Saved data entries
------------

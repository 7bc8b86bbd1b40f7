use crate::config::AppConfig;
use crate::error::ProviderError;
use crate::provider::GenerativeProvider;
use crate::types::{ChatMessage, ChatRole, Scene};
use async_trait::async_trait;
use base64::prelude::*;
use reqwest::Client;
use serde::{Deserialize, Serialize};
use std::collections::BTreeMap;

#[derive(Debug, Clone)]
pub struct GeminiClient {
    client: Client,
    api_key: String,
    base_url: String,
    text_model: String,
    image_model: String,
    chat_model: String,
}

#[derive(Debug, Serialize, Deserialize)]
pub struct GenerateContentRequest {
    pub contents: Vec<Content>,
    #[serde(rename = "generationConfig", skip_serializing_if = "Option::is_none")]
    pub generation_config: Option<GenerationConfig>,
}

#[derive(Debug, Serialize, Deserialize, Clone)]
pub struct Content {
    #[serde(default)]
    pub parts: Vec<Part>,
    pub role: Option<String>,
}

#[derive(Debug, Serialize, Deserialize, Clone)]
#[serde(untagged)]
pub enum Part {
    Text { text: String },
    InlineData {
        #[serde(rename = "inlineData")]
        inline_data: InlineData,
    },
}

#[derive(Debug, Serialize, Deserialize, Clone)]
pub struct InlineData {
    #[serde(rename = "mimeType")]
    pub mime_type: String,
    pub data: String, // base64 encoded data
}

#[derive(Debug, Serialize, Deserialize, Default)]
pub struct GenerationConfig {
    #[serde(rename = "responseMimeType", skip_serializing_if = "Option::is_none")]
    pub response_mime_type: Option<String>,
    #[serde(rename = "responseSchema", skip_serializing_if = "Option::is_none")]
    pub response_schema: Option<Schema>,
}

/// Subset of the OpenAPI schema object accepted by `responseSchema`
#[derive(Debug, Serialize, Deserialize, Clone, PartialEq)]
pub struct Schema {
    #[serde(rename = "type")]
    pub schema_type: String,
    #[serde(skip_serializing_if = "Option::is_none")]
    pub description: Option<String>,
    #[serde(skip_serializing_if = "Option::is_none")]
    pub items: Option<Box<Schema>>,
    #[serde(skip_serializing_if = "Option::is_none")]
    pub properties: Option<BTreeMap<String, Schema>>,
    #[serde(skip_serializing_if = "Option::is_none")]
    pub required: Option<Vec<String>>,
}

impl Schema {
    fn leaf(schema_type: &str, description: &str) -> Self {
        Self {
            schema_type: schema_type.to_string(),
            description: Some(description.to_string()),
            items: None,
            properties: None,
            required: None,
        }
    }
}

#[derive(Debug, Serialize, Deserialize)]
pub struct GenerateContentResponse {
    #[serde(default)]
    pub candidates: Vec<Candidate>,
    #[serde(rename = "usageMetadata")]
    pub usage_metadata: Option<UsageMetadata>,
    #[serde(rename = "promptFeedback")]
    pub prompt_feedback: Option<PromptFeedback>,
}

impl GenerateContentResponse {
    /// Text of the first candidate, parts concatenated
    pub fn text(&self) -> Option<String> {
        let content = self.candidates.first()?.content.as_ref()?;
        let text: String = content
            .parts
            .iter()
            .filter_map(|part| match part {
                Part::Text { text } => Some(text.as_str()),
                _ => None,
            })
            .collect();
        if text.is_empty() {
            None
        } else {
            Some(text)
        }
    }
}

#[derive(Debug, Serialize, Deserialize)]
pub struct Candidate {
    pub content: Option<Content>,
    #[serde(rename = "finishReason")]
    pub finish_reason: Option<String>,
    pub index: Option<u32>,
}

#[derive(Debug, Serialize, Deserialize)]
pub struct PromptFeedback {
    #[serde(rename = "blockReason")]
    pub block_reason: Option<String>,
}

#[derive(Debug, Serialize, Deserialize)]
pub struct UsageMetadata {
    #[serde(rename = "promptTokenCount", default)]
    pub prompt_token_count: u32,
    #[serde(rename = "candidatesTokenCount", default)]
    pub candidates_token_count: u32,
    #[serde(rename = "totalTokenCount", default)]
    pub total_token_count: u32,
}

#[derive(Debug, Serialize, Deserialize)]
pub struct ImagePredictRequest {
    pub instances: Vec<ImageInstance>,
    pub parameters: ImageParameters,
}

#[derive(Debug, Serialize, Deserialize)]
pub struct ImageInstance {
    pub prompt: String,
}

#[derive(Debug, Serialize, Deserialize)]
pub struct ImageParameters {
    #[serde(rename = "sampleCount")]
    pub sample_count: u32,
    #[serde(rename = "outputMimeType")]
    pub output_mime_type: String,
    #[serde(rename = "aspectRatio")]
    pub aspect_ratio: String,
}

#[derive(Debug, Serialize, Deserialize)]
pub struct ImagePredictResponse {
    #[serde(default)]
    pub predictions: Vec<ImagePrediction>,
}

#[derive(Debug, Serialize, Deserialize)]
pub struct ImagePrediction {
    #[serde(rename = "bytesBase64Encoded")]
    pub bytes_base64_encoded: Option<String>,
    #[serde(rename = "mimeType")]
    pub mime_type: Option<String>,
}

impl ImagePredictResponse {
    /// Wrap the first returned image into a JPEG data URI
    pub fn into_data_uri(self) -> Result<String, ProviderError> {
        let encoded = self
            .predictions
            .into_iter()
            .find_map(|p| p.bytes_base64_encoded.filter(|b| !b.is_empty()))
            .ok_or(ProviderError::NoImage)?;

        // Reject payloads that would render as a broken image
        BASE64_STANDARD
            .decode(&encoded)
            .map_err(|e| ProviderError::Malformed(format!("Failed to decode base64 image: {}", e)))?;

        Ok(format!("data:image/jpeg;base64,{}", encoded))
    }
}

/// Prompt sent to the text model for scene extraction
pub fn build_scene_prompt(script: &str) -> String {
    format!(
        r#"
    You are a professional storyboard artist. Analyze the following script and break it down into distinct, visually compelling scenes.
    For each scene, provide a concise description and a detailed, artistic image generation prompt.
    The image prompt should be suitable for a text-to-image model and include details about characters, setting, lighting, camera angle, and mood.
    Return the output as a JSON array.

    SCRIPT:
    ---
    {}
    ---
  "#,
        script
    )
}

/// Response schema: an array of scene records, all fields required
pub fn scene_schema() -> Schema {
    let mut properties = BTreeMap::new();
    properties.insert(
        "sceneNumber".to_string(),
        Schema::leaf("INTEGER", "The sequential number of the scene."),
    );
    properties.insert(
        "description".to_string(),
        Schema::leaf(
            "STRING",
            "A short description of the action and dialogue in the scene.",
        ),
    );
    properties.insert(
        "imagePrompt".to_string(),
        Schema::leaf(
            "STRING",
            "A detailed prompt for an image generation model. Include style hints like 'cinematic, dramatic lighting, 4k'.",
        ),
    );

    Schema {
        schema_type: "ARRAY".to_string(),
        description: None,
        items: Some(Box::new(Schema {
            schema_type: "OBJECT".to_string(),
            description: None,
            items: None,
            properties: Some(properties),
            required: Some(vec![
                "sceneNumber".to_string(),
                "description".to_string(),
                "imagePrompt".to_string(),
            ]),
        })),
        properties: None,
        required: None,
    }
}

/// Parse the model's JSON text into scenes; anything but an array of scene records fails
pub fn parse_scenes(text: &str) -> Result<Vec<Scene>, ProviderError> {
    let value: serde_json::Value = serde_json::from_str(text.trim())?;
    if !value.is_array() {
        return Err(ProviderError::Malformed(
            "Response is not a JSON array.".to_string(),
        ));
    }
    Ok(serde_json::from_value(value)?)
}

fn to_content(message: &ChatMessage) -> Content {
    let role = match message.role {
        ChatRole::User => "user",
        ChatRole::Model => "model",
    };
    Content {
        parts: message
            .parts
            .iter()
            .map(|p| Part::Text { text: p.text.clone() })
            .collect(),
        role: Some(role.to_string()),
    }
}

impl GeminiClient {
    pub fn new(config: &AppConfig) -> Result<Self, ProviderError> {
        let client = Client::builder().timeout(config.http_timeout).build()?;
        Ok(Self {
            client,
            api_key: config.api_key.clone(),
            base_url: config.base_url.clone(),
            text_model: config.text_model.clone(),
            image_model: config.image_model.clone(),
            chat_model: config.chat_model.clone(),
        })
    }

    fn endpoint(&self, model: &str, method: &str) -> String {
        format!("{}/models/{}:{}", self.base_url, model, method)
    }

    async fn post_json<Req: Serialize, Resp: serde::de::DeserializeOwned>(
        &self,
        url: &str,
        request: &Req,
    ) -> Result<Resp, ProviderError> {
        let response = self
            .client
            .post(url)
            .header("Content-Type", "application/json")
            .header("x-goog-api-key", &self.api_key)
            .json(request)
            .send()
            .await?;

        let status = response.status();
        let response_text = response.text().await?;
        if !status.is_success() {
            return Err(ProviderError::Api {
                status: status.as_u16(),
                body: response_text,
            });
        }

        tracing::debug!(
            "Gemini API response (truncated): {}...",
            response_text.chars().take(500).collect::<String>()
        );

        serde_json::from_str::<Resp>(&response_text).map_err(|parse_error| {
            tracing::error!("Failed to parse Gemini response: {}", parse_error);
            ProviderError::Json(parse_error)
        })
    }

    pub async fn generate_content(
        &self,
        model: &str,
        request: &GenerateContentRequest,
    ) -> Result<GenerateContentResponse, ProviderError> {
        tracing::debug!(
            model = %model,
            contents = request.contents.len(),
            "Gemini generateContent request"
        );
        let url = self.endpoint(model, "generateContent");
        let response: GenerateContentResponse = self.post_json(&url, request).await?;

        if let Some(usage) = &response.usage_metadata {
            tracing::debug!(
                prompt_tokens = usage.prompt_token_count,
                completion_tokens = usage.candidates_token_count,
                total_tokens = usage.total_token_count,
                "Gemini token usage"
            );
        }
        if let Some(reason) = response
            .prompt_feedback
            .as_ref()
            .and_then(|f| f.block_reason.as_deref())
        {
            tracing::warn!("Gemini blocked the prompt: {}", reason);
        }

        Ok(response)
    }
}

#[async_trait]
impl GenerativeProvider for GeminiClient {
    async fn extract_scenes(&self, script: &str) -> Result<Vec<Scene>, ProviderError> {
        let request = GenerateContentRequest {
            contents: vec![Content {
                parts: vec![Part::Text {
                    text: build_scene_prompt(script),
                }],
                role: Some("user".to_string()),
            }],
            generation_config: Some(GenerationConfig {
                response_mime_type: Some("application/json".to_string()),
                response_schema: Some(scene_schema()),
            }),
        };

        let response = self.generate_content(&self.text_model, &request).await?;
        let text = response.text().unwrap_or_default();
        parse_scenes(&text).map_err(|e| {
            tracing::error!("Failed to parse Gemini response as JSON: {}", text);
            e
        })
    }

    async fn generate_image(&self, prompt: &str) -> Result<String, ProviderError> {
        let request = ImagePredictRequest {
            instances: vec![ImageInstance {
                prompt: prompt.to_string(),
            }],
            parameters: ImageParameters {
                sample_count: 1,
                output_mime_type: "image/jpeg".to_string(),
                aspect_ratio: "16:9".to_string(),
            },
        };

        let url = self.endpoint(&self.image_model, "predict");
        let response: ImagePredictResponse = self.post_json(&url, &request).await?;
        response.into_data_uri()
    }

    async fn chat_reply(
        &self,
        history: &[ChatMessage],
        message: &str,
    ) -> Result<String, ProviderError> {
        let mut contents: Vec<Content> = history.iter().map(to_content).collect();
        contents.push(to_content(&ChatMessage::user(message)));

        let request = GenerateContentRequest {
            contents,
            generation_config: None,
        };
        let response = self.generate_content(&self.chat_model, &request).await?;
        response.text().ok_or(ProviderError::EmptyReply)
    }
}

------------

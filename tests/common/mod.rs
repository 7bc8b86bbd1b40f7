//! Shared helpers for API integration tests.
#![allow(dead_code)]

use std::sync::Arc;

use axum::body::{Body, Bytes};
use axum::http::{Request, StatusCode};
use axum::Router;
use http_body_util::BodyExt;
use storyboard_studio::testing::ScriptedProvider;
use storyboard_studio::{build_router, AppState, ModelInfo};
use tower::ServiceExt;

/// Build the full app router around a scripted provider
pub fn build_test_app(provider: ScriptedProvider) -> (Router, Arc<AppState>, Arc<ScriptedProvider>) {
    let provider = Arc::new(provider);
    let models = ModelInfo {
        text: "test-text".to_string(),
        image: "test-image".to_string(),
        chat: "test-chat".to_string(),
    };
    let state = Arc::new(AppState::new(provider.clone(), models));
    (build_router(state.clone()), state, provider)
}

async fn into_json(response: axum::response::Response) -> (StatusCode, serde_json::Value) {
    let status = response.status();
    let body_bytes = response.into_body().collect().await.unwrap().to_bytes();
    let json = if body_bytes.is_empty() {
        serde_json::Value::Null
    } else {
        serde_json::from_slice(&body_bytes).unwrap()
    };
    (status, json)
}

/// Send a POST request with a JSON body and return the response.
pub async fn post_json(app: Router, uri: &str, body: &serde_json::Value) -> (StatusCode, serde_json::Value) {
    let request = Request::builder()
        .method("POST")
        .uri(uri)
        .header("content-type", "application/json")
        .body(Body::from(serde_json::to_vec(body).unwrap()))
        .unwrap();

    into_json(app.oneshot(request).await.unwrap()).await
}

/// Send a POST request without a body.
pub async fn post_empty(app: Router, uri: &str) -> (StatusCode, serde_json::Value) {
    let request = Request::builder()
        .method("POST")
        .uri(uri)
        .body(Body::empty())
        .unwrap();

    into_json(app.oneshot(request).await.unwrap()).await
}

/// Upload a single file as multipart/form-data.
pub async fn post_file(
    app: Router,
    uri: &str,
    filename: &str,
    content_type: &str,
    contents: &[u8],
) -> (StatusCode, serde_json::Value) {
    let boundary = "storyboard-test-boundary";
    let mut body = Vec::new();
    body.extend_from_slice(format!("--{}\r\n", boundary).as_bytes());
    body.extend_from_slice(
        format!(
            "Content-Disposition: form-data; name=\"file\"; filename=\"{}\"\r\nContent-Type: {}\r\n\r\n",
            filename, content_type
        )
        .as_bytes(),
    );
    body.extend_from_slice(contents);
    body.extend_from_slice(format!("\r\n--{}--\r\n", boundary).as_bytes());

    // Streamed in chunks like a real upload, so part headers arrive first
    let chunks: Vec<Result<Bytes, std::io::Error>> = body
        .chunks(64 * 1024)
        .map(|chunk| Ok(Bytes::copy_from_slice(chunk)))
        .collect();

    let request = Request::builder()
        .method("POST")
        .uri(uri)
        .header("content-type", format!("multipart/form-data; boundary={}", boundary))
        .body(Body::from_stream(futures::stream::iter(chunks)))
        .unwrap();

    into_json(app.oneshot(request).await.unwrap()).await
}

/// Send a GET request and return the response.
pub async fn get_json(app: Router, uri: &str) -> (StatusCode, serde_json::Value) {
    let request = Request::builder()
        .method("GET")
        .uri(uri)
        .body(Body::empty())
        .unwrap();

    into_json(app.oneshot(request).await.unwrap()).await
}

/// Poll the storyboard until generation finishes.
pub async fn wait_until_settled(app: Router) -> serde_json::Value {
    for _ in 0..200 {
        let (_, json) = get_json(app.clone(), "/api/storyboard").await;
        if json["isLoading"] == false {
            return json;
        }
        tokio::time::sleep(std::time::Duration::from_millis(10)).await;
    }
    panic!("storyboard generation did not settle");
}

------------

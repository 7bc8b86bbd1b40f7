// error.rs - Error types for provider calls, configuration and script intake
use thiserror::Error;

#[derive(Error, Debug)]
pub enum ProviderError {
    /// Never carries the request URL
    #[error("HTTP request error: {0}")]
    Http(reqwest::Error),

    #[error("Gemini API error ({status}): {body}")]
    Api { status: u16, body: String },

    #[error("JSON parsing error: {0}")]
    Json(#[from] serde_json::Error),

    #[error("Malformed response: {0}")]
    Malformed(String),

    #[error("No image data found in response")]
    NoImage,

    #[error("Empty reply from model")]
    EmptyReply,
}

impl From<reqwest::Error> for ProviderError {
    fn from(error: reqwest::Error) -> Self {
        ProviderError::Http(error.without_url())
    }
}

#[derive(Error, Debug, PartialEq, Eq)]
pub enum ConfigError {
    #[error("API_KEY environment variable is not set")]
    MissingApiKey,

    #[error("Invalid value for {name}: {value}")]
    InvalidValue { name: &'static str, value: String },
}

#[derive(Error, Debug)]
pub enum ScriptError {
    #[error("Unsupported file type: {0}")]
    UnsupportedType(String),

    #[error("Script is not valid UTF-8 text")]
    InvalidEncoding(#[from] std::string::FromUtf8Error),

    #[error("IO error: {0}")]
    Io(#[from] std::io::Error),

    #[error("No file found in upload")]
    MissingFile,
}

------------

YOUR OBJECTIVE: From the records above, return each line that includes "ModelInfo".

ANSWER BOX:
use storyboard_studio::{build_router, AppState, ModelInfo};
    let models = ModelInfo {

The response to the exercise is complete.